10.When the matter was called on for hearing before me the plaintiff was represented by Mr Henwood of counsel and the defendant by Mr Turner. The hearing did not conclude on 15 November 2013 and it was adjourned part heard until 7 February 2014. On the resumed hearing date the plaintiff was represented again by Mr Henwood. The defendant however was represented by Mr James, solicitor. After the reservation of my decision I invited clarification of a matter regarding the precise date the administration of the company concluded and the liquidator was appointed in order to exclude any potential operation of s 440J (1) of the Corporations Act 2001. On 2 May 2014 the parties forwarded a letter jointly signed the result of which is that it unnecessary to consider that section. The company went into voluntary administration. The administration ended on 3 August 2012 when liquidators were appointed. The plaintiff commenced this proceeding on 29 August 2012.
The course of the proceeding on 15 November 2013
11.The parties proceeded by way of an “Agreed Set of Facts”. That document records the following matters:
AGREED SET OF FACTS
1.Between 2 March 2012 and 31 March 2012 orders were received from Shoii Limited and goods were delivered to Shooii Ltd in the amount of $29,904.71
2.On or about 20 April 2012 Shooii Limited placed an order for goods for the amount of $43,245.
3.The plaintiff forwarded order confirmation to Shoo Limited on 24 April 2012 attached to the email were the updated credit and trading terms
4.The plaintiff submitted proof of debt dated 11 July 2012 for the debt in the amount of $44,175.91 and the liquidators admitted the debt in that amount
5.When the company Shooii Limited went into voluntary administration in June 2012 the order of 20 April 2012 was taken to have been cancelled
6.There was an online auction of the stock on hand at the time of the liquidation. The stock allocated to the plaintiff realised $7,269.13
12.The plaintiff adduced oral evidence from two witnesses, Mr Koltek and Ms Ashley McDonald, Chief Financial Officer of the plaintiff. The defendant testified.
Variation to trading terms and conditions
13.The plaintiff says that that in March 2012 it amended its credit trading terms. The amended terms applied to all existing credit customers. The amended terms incorporated an important change by the introduction and imposition of a cancellation fee. The amended terms including the cancellation fee are in the form of Exhibit P4. The relevant change is expressed in clause “h” as follows:
A cancellation fee of 30% of the order value will be charged on all cancelled orders. The definition of cancelled order is orders cancelled by the customer not more than seven days after placing the order or orders cancelled by Kolt Fashion if the customer is on hold in terms of clause g.

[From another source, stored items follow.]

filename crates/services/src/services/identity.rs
//! Who is calling: the authenticated account behind a request, if any.

use db::models::user::UserRole;
use serde::{Deserialize, Serialize};
use thiserror::Error;
use uuid::Uuid;

#[derive(Debug, Error, PartialEq, Eq)]
pub enum AccessError {
    #[error("authentication required")]
    Unauthenticated,
    #[error("{0}")]
    Forbidden(&'static str),
}

#[derive(Debug, Clone, PartialEq, Eq, Serialize, Deserialize)]
pub struct Caller {
    pub id: Uuid,
    pub role: UserRole,
    pub name: Option<String>,
}

impl Caller {
    pub fn is_admin(&self) -> bool {
        self.role == UserRole::Admin
    }

    /// Display name, falling back to `fallback` when the token carried none
    pub fn display_name<'a>(&'a self, fallback: &'a str) -> &'a str {
        self.name
            .as_deref()
            .map(str::trim)
            .filter(|name| !name.is_empty())
            .unwrap_or(fallback)
    }
}

pub fn require(caller: Option<&Caller>) -> Result<&Caller, AccessError> {
    caller.ok_or(AccessError::Unauthenticated)
}

pub fn require_role<'a>(
    caller: Option<&'a Caller>,
    role: UserRole,
    denied: &'static str,
) -> Result<&'a Caller, AccessError> {
    let caller = require(caller)?;
    if caller.role != role {
        return Err(AccessError::Forbidden(denied));
    }
    Ok(caller)
}

pub fn require_admin(caller: Option<&Caller>) -> Result<&Caller, AccessError> {
    require_role(caller, UserRole::Admin, "administrator access required")
}
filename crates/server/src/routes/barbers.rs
//! Routes for barbers on duty, plus public barber profiles and reviews.

use axum::{
    Json, Router,
    extract::{Path, Query, State},
    response::Json as ResponseJson,
    routing::{get, post},
};
use db::models::{
    payment::PaymentMethod,
    queue_entry::QueueEntry,
    review::{CreateReview, Review},
};
use serde::{Deserialize, Serialize};
use services::services::barber::{
    BarberQueueView, BarberStats, BarberStatusWithShop, CompleteServiceRequest, CompletedService,
};
use ts_rs::TS;
use utils::response::ApiResponse;
use uuid::Uuid;

use crate::{DeploymentImpl, error::ApiError, middleware::auth::MaybeCaller};

#[derive(Debug, Clone, Serialize, Deserialize, TS)]
pub struct BarbershopRequest {
    pub barbershop_id: Uuid,
}

#[derive(Debug, Deserialize)]
pub struct BarbershopQuery {
    pub barbershop_id: Uuid,
}

#[derive(Debug, Clone, Serialize, Deserialize, TS)]
pub struct EntryRequest {
    pub entry_id: Uuid,
}

#[derive(Debug, Clone, Serialize, Deserialize, TS)]
pub struct CompleteEntryRequest {
    pub entry_id: Uuid,
    pub amount: Option<i64>,
    pub payment_method: Option<PaymentMethod>,
}

#[derive(Debug, Clone, Serialize, Deserialize, TS)]
pub struct ReviewRequest {
    pub barbershop_id: Uuid,
    pub rating: i32,
    pub comment: Option<String>,
}

/// POST /api/barbers/activate
pub async fn activate(
    State(deployment): State<DeploymentImpl>,
    caller: MaybeCaller,
    Json(payload): Json<BarbershopRequest>,
) -> Result<ResponseJson<ApiResponse<BarberStatusWithShop>>, ApiError> {
    let status = deployment
        .barbers()
        .activate(caller.caller(), payload.barbershop_id)
        .await?;
    Ok(ResponseJson(ApiResponse::success_with_message(
        status,
        "Barber activated",
    )))
}

/// POST /api/barbers/deactivate
pub async fn deactivate(
    State(deployment): State<DeploymentImpl>,
    caller: MaybeCaller,
) -> Result<ResponseJson<ApiResponse<()>>, ApiError> {
    deployment.barbers().deactivate(caller.caller()).await?;
    Ok(ResponseJson(ApiResponse::success_with_message(
        (),
        "Barber deactivated",
    )))
}

/// GET /api/barbers/status
pub async fn current_status(
    State(deployment): State<DeploymentImpl>,
    caller: MaybeCaller,
) -> Result<ResponseJson<ApiResponse<Option<BarberStatusWithShop>>>, ApiError> {
    let status = deployment.barbers().current_status(caller.caller()).await?;
    Ok(ResponseJson(ApiResponse::success(status)))
}

/// GET /api/barbers/queue?barbershop_id=...
pub async fn queue_view(
    State(deployment): State<DeploymentImpl>,
    caller: MaybeCaller,
    Query(query): Query<BarbershopQuery>,
) -> Result<ResponseJson<ApiResponse<BarberQueueView>>, ApiError> {
    let view = deployment
        .barbers()
        .queue_view(caller.caller(), query.barbershop_id)
        .await?;
    Ok(ResponseJson(ApiResponse::success(view)))
}

/// POST /api/barbers/next
pub async fn call_next(
    State(deployment): State<DeploymentImpl>,
    caller: MaybeCaller,
    Json(payload): Json<BarbershopRequest>,
) -> Result<ResponseJson<ApiResponse<QueueEntry>>, ApiError> {
    let entry = deployment
        .barbers()
        .call_next(caller.caller(), payload.barbershop_id)
        .await?;
    Ok(ResponseJson(ApiResponse::success_with_message(
        entry,
        "Customer called",
    )))
}

/// POST /api/barbers/timeout
pub async fn apply_timeout(
    State(deployment): State<DeploymentImpl>,
    caller: MaybeCaller,
    Json(payload): Json<EntryRequest>,
) -> Result<ResponseJson<ApiResponse<QueueEntry>>, ApiError> {
    let entry = deployment
        .barbers()
        .apply_timeout(caller.caller(), payload.entry_id)
        .await?;
    Ok(ResponseJson(ApiResponse::success_with_message(
        entry,
        "Timeout applied",
    )))
}

/// POST /api/barbers/start
pub async fn start_service(
    State(deployment): State<DeploymentImpl>,
    caller: MaybeCaller,
    Json(payload): Json<EntryRequest>,
) -> Result<ResponseJson<ApiResponse<QueueEntry>>, ApiError> {
    let entry = deployment
        .barbers()
        .start_service(caller.caller(), payload.entry_id)
        .await?;
    Ok(ResponseJson(ApiResponse::success(entry)))
}

/// POST /api/barbers/complete
pub async fn complete_service(
    State(deployment): State<DeploymentImpl>,
    caller: MaybeCaller,
    Json(payload): Json<CompleteEntryRequest>,
) -> Result<ResponseJson<ApiResponse<CompletedService>>, ApiError> {
    let request = CompleteServiceRequest {
        amount: payload.amount,
        payment_method: payload.payment_method,
    };
    let completed = deployment
        .barbers()
        .complete_service(caller.caller(), payload.entry_id, request)
        .await?;
    Ok(ResponseJson(ApiResponse::success(completed)))
}

/// GET /api/barbers/{id}/reviews
pub async fn barber_stats(
    State(deployment): State<DeploymentImpl>,
    Path(barber_id): Path<Uuid>,
) -> Result<ResponseJson<ApiResponse<BarberStats>>, ApiError> {
    let stats = deployment.barbers().barber_stats(barber_id).await?;
    Ok(ResponseJson(ApiResponse::success(stats)))
}

/// POST /api/barbers/{id}/reviews
pub async fn create_review(
    State(deployment): State<DeploymentImpl>,
    caller: MaybeCaller,
    Path(barber_id): Path<Uuid>,
    Json(payload): Json<ReviewRequest>,
) -> Result<ResponseJson<ApiResponse<Review>>, ApiError> {
    let data = CreateReview {
        barber_id,
        barbershop_id: payload.barbershop_id,
        rating: payload.rating,
        comment: payload.comment,
    };
    let review = deployment
        .barbers()
        .create_review(caller.caller(), data)
        .await?;
    Ok(ResponseJson(ApiResponse::success(review)))
}

pub fn router(_deployment: &DeploymentImpl) -> Router<DeploymentImpl> {
    Router::new().nest(
        "/barbers",
        Router::new()
            .route("/activate", post(activate))
            .route("/deactivate", post(deactivate))
            .route("/status", get(current_status))
            .route("/queue", get(queue_view))
            .route("/next", post(call_next))
            .route("/timeout", post(apply_timeout))
            .route("/start", post(start_service))
            .route("/complete", post(complete_service))
            .route("/{id}/reviews", get(barber_stats).post(create_review)),
    )
}
use serde::{Deserialize, Serialize};
use ts_rs::TS;

/// Envelope returned by every API endpoint.
#[derive(Debug, Serialize, Deserialize, TS)]
pub struct ApiResponse<T> {
    success: bool,
    data: Option<T>,
    message: Option<String>,
}

impl<T> ApiResponse<T> {
    /// Creates a successful response, with `data` and no message.
    pub fn success(data: T) -> Self {
        ApiResponse {
            success: true,
            data: Some(data),
            message: None,
        }
    }

    /// Creates a successful response carrying a human-readable message.
    pub fn success_with_message(data: T, message: impl Into<String>) -> Self {
        ApiResponse {
            success: true,
            data: Some(data),
            message: Some(message.into()),
        }
    }

    /// Creates an error response, with `message` and no data.
    pub fn error(message: &str) -> Self {
        ApiResponse {
            success: false,
            data: None,
            message: Some(message.to_string()),
        }
    }
}

#[cfg(test)]
mod tests {
    use super::*;

    #[test]
    fn success_serializes_data_without_message() {
        let response: ApiResponse<u32> = ApiResponse::success(7);
        let json = serde_json::to_value(&response).unwrap();
        assert_eq!(json["success"], true);
        assert_eq!(json["data"], 7);
        assert!(json["message"].is_null());
    }

    #[test]
    fn error_carries_message() {
        let response: ApiResponse<()> = ApiResponse::error("queue not found");
        let json = serde_json::to_value(&response).unwrap();
        assert_eq!(json["success"], false);
        assert_eq!(json["message"], "queue not found");
        assert!(json["data"].is_null());
    }
}
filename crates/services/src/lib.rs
pub mod services;
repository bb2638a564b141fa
use axum::{
    Router,
    http::{HeaderName, HeaderValue, header},
};
use tower_http::set_header::SetResponseHeaderLayer;

const PERMISSIONS_POLICY: HeaderName = HeaderName::from_static("permissions-policy");

/// Adds the browser hardening headers to every response that does not set them itself
pub fn apply<S>(router: Router<S>) -> Router<S>
where
    S: Clone + Send + Sync + 'static,
{
    router
        .layer(SetResponseHeaderLayer::if_not_present(
            header::X_CONTENT_TYPE_OPTIONS,
            HeaderValue::from_static("nosniff"),
        ))
        .layer(SetResponseHeaderLayer::if_not_present(
            header::X_FRAME_OPTIONS,
            HeaderValue::from_static("DENY"),
        ))
        .layer(SetResponseHeaderLayer::if_not_present(
            header::REFERRER_POLICY,
            HeaderValue::from_static("strict-origin-when-cross-origin"),
        ))
        .layer(SetResponseHeaderLayer::if_not_present(
            PERMISSIONS_POLICY,
            HeaderValue::from_static("camera=(), microphone=(), geolocation=()"),
        ))
}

14.It was not suggested by the parties that clause “g” (reserving a right in the plaintiff to cancel orders if the customer account is irregular) was applicable in this case. The amended terms are undated and silent as to the date of their commencement.
Issues for determination
15.The determination of this case gives rise to the proper resolution of the following issues:
(a)whether a discharge of the defendant as guarantor of the company’s primary obligations under a duly executed guarantee occurred
(b)whether there has been accord and satisfaction of the debt owed by the company to the plaintiff
(c)whether in any event a cancellation fee imposed by the plaintiff on the company accounts and which the defendant guaranteed was liquidated sum or a penalty
Isolating the alleged indebtedness
16.The plaintiff says that it traded with the company prior to and after the introduction of the amended trading terms. That is not contested by the defendant. As to the goods ordered after the introduction of the amended trading terms, the plaintiff claims the relevant period is from 2 March 2012 to 27 June 2012 (see paragraph 5 of Amended Statement of Claim). In short, the plaintiff says that goods ordered by the company from 2 March 2012 were governed by the amended credit trading terms.
17.The Agreed Set of Facts records that between 2 March 2012 and 31 March 2012 orders were received by the plaintiff from the company and were delivered totalling $29,904.71.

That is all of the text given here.